Heat is transferred from a hotter object to a colder object 3 ways:
- Conduction: two objects touching each other, think of food in a heated pan on the stove
- Convection: air immediately adjacent to an object is heated or cooled to the temperature of the object, transferring a miniscule amount of heat energy; air currents occur (natural convection occurs as hotter air rises, cooler air sinks) which keep bringing fresh air at the prevailing room temperature. The quicker the air moves (the faster the 'turnover' time of the air layer next to the object), the quicker the heat transfer. This is how WIND CHILL can kill you when the absolute temp isn't that cold, but your body is constantly trying to warm the air next to your body, but it keeps being stripped away by the wind (and replaced by cold air again). Your body loses the battle of trying to heat up the world!
- Radiation: heat transfers (even through a vacuum...no air or physical contact) from the hot object to a cold object in its line of sight. Think about how sun feels on your body. That is radiation heating you up. Just like sitting in front of a fire.
Okay, with that out of the way: the roof gets REALLY HOT sitting in the sun. The air next to the roof on the inside heats up by convection, which in turn heats up the headliner, which in turn heats up the passenger compartment. The roof also directly heats the headliner via radiation. The bubble wrap reflective stuff really does work. The shiny stuff reflects MOST of the radiant heat gain from the roof, so the headliner can't "see" the roof and the reflective surface keeps the insulator itself cool. Also, there are little air bubbles that provide a bit of insulation, so the convective heat gain (from the heated air above the headliner) doesn't get to the headliner very well.
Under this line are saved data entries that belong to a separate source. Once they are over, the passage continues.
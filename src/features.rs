//! Model-ready matrices and feature views.
//!
//! A [`FeatureFrame`] is the `(X, y)` pair for one side of a partition, with the
//! column names kept alongside so views can be sliced by name. Views:
//!
//! | code | view          | columns                                  |
//! |------|---------------|------------------------------------------|
//! | 0    | score only    | `RankScore`, `MatchScore` (schema `score`) |
//! | 1    | all           | score + ligand + docking                 |
//! | 2    | ligand only   | schema `ligand`                          |
//! | 3    | docking only  | schema `docking`                         |
//!
//! The column partition itself comes from configuration ([`FeatureSchema`]).
use std::str::FromStr;

use log::debug;
use ndarray::{Array1, Array2, Axis};
use serde::{Deserialize, Serialize};

use crate::data_io::{MATCH_SCORE_COLUMN, RANK_SCORE_COLUMN};
use crate::error::{PipelineError, Result};
use crate::models::to_ndarrays;
use crate::records::CompoundRecord;

/// Named column subsets a model can be trained on.
///
/// In configuration files a view is written either by name (`"ligand_only"`)
/// or by its numeric code `0..=3`.
#[derive(Debug, Clone, Copy, PartialEq, Eq, Serialize, Deserialize)]
#[serde(rename_all = "snake_case", try_from = "ViewSpec")]
pub enum FeatureView {
    /// Code 0: the docking score columns only.
    ScoreOnly,
    /// Code 1: every feature column.
    All,
    /// Code 2: ligand descriptors only.
    LigandOnly,
    /// Code 3: docking interaction features only.
    DockingOnly,
}

#[derive(Deserialize)]
#[serde(untagged)]
enum ViewSpec {
    Code(u8),
    Name(String),
}

impl TryFrom<ViewSpec> for FeatureView {
    type Error = PipelineError;

    fn try_from(spec: ViewSpec) -> Result<Self> {
        match spec {
            ViewSpec::Code(code) => FeatureView::try_from(code),
            ViewSpec::Name(name) => name.parse(),
        }
    }
}

impl FromStr for FeatureView {
    type Err = PipelineError;

    fn from_str(s: &str) -> Result<Self> {
        match s {
            "score_only" => Ok(FeatureView::ScoreOnly),
            "all" => Ok(FeatureView::All),
            "ligand_only" => Ok(FeatureView::LigandOnly),
            "docking_only" => Ok(FeatureView::DockingOnly),
            other => Err(PipelineError::Config(format!("unknown feature view '{other}'"))),
        }
    }
}

impl TryFrom<u8> for FeatureView {
    type Error = PipelineError;

    fn try_from(code: u8) -> Result<Self> {
        match code {
            0 => Ok(FeatureView::ScoreOnly),
            1 => Ok(FeatureView::All),
            2 => Ok(FeatureView::LigandOnly),
            3 => Ok(FeatureView::DockingOnly),
            other => Err(PipelineError::Config(format!("unknown feature view {other}"))),
        }
    }
}

fn default_score_columns() -> Vec<String> {
    vec![RANK_SCORE_COLUMN.to_string(), MATCH_SCORE_COLUMN.to_string()]
}

/// Partition of an isoform's feature columns into score, ligand and docking groups.
#[derive(Debug, Clone, PartialEq, Serialize, Deserialize)]
pub struct FeatureSchema {
    /// Docking score columns.
    #[serde(default = "default_score_columns")]
    pub score: Vec<String>,
    /// Ligand descriptor columns.
    #[serde(default)]
    pub ligand: Vec<String>,
    /// Docking interaction columns.
    #[serde(default)]
    pub docking: Vec<String>,
}

impl Default for FeatureSchema {
    fn default() -> Self {
        Self {
            score: default_score_columns(),
            ligand: Vec::new(),
            docking: Vec::new(),
        }
    }
}

impl FeatureSchema {
    fn wants(&self, view: FeatureView, column: &str) -> bool {
        let has = |list: &[String]| list.iter().any(|c| c == column);
        match view {
            FeatureView::ScoreOnly => has(&self.score),
            FeatureView::All => has(&self.score) || has(&self.ligand) || has(&self.docking),
            FeatureView::LigandOnly => has(&self.ligand),
            FeatureView::DockingOnly => has(&self.docking),
        }
    }
}

/// Feature matrix, aligned labels and column names.
#[derive(Debug, Clone)]
pub struct FeatureFrame {
    /// Column names, aligned with the columns of `x`.
    pub columns: Vec<String>,
    /// One row per replicate.
    pub x: Array2<f64>,
    /// Class labels, 1 for active.
    pub y: Array1<usize>,
}

impl FeatureFrame {
    /// Build from replicate rows; the compound id is not a column.
    pub fn from_records(columns: &[String], rows: &[&CompoundRecord]) -> Result<Self> {
        let descriptors: Vec<Vec<f64>> = rows.iter().map(|r| r.features.clone()).collect();
        let labels: Vec<usize> = rows.iter().map(|r| r.activity.class()).collect();
        let (x, y) = to_ndarrays(descriptors, labels)?;
        if x.ncols() != columns.len() {
            return Err(PipelineError::SchemaMismatch(format!(
                "{} feature values per row but {} column names",
                x.ncols(),
                columns.len()
            )));
        }
        Ok(Self {
            columns: columns.to_vec(),
            x,
            y,
        })
    }

    /// Number of rows.
    pub fn n_rows(&self) -> usize {
        self.x.nrows()
    }

    /// `(negatives, positives)`
    pub fn class_counts(&self) -> (usize, usize) {
        let pos = self.y.iter().filter(|&&c| c == 1).count();
        (self.y.len() - pos, pos)
    }

    /// Slice the frame down to one view. Columns keep their frame order; columns
    /// the schema names but the frame lacks are skipped.
    ///
    /// Without a schema only the score-only and all views are available.
    pub fn select(&self, schema: Option<&FeatureSchema>, view: FeatureView) -> Result<FeatureFrame> {
        let fallback = FeatureSchema::default();
        let schema = match (schema, view) {
            (Some(s), _) => s,
            (None, FeatureView::All) => return Ok(self.clone()),
            (None, FeatureView::ScoreOnly) => &fallback,
            (None, other) => {
                return Err(PipelineError::SchemaMismatch(format!(
                    "view {other:?} needs a column schema"
                )))
            }
        };

        let idx: Vec<usize> = self
            .columns
            .iter()
            .enumerate()
            .filter(|(_, c)| schema.wants(view, c))
            .map(|(i, _)| i)
            .collect();
        if idx.is_empty() {
            return Err(PipelineError::SchemaMismatch(format!(
                "view {view:?} selects none of the {} available columns",
                self.columns.len()
            )));
        }
        debug!("view {view:?}: {} of {} columns", idx.len(), self.columns.len());

        Ok(FeatureFrame {
            columns: idx.iter().map(|&i| self.columns[i].clone()).collect(),
            x: self.x.select(Axis(1), &idx),
            y: self.y.clone(),
        })
    }
}

/// Apply one view to both sides and check they still agree.
pub fn select_pair(
    train: &FeatureFrame,
    test: &FeatureFrame,
    schema: Option<&FeatureSchema>,
    view: FeatureView,
) -> Result<(FeatureFrame, FeatureFrame)> {
    let train = train.select(schema, view)?;
    let test = test.select(schema, view)?;
    if train.columns != test.columns {
        return Err(PipelineError::SchemaMismatch(
            "train and test views select different columns".into(),
        ));
    }
    Ok((train, test))
}

#[cfg(test)]
mod tests {
    use super::*;
    use crate::records::Activity;

    fn frame() -> FeatureFrame {
        let columns: Vec<String> = ["RankScore", "MatchScore", "MW", "Energy", "HBonds"]
            .iter()
            .map(|s| s.to_string())
            .collect();
        let rows: Vec<CompoundRecord> = (0..4)
            .map(|i| CompoundRecord {
                compound_id: i,
                name: i.to_string(),
                activity: if i < 2 { Activity::Active } else { Activity::Inactive },
                rank_score: i as f64,
                match_score: 0.0,
                features: (0..5).map(|j| (i * 10 + j) as f64).collect(),
            })
            .collect();
        let refs: Vec<&CompoundRecord> = rows.iter().collect();
        FeatureFrame::from_records(&columns, &refs).unwrap()
    }

    fn schema() -> FeatureSchema {
        FeatureSchema {
            score: vec!["RankScore".into(), "MatchScore".into()],
            ligand: vec!["MW".into()],
            docking: vec!["Energy".into(), "HBonds".into(), "Absent".into()],
        }
    }

    #[test]
    fn view_codes() {
        assert_eq!(FeatureView::try_from(0u8).unwrap(), FeatureView::ScoreOnly);
        assert_eq!(FeatureView::try_from(3u8).unwrap(), FeatureView::DockingOnly);
        assert!(FeatureView::try_from(4u8).is_err());
        assert_eq!("ligand_only".parse::<FeatureView>().unwrap(), FeatureView::LigandOnly);
        assert!("ligand".parse::<FeatureView>().is_err());
    }

    #[test]
    fn frame_keeps_labels_and_counts() {
        let f = frame();
        assert_eq!(f.x.shape(), &[4, 5]);
        assert_eq!(f.class_counts(), (2, 2));
    }

    #[test]
    fn ligand_and_docking_views_slice_by_name() {
        let f = frame();
        let lig = f.select(Some(&schema()), FeatureView::LigandOnly).unwrap();
        assert_eq!(lig.columns, vec!["MW".to_string()]);
        assert_eq!(lig.x[[1, 0]], 12.0);

        let dock = f.select(Some(&schema()), FeatureView::DockingOnly).unwrap();
        assert_eq!(dock.columns, vec!["Energy".to_string(), "HBonds".to_string()]);
        assert_eq!(dock.y, f.y);
    }

    #[test]
    fn score_view_works_without_schema() {
        let f = frame();
        let s = f.select(None, FeatureView::ScoreOnly).unwrap();
        assert_eq!(s.columns, vec!["RankScore".to_string(), "MatchScore".to_string()]);
        assert!(f.select(None, FeatureView::LigandOnly).is_err());
    }

    #[test]
    fn pair_selection_matches_columns() {
        let f = frame();
        let (a, b) = select_pair(&f, &f, Some(&schema()), FeatureView::All).unwrap();
        assert_eq!(a.columns.len(), 5);
        assert_eq!(a.columns, b.columns);
    }
}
Trust me, it makes a BIG difference. Doors? Nah, it wouldn't make much difference. Heat gain through the vertical door is fairly low. You already have two layers of steel, door panel, etc. Now heat gain (radiation) through the GLASS is obviously an issue. That's why tinting helps so much. This isn't a good material for sound deadening, as it isn't going to absorb much sonic energy (basically converting vibrations in the air to vibrations in solid material which are converted to heat), nor is it dense enough to BLOCK sound. To do that, I put Damplifier Pro as a CLD (constrained layer damper = converts panel sound vibration to heat energy) on the door sheet metal, and then a layer of MLV over top (mass loaded vinyl which acts as a direct mechanical barrier to sound; think of listening to a noisy generator or lawnmower and then ducking down below a brick wall...the sound doesn't pass through the brick very well).
As to the heat GAIN in the cab: the question was about desert conditions, and I am assuming that is NOT referring to winter time. So the HOT place is OUTSIDE, and the cool place is INSIDE. Heat flows from HOT to COLD, so I am not sure what is meant by "reflective material also reflects heat back into the vehicle". Sorry, but that is not how heat transport works. Forgive the engineering geek stuff, but this is how this stuff works. Now if you put the reflective stuff OUTSIDE so it shined IN to the truck, yes, it would heat it up. But that isn't the plan.
Hopefully this makes sense and is useful.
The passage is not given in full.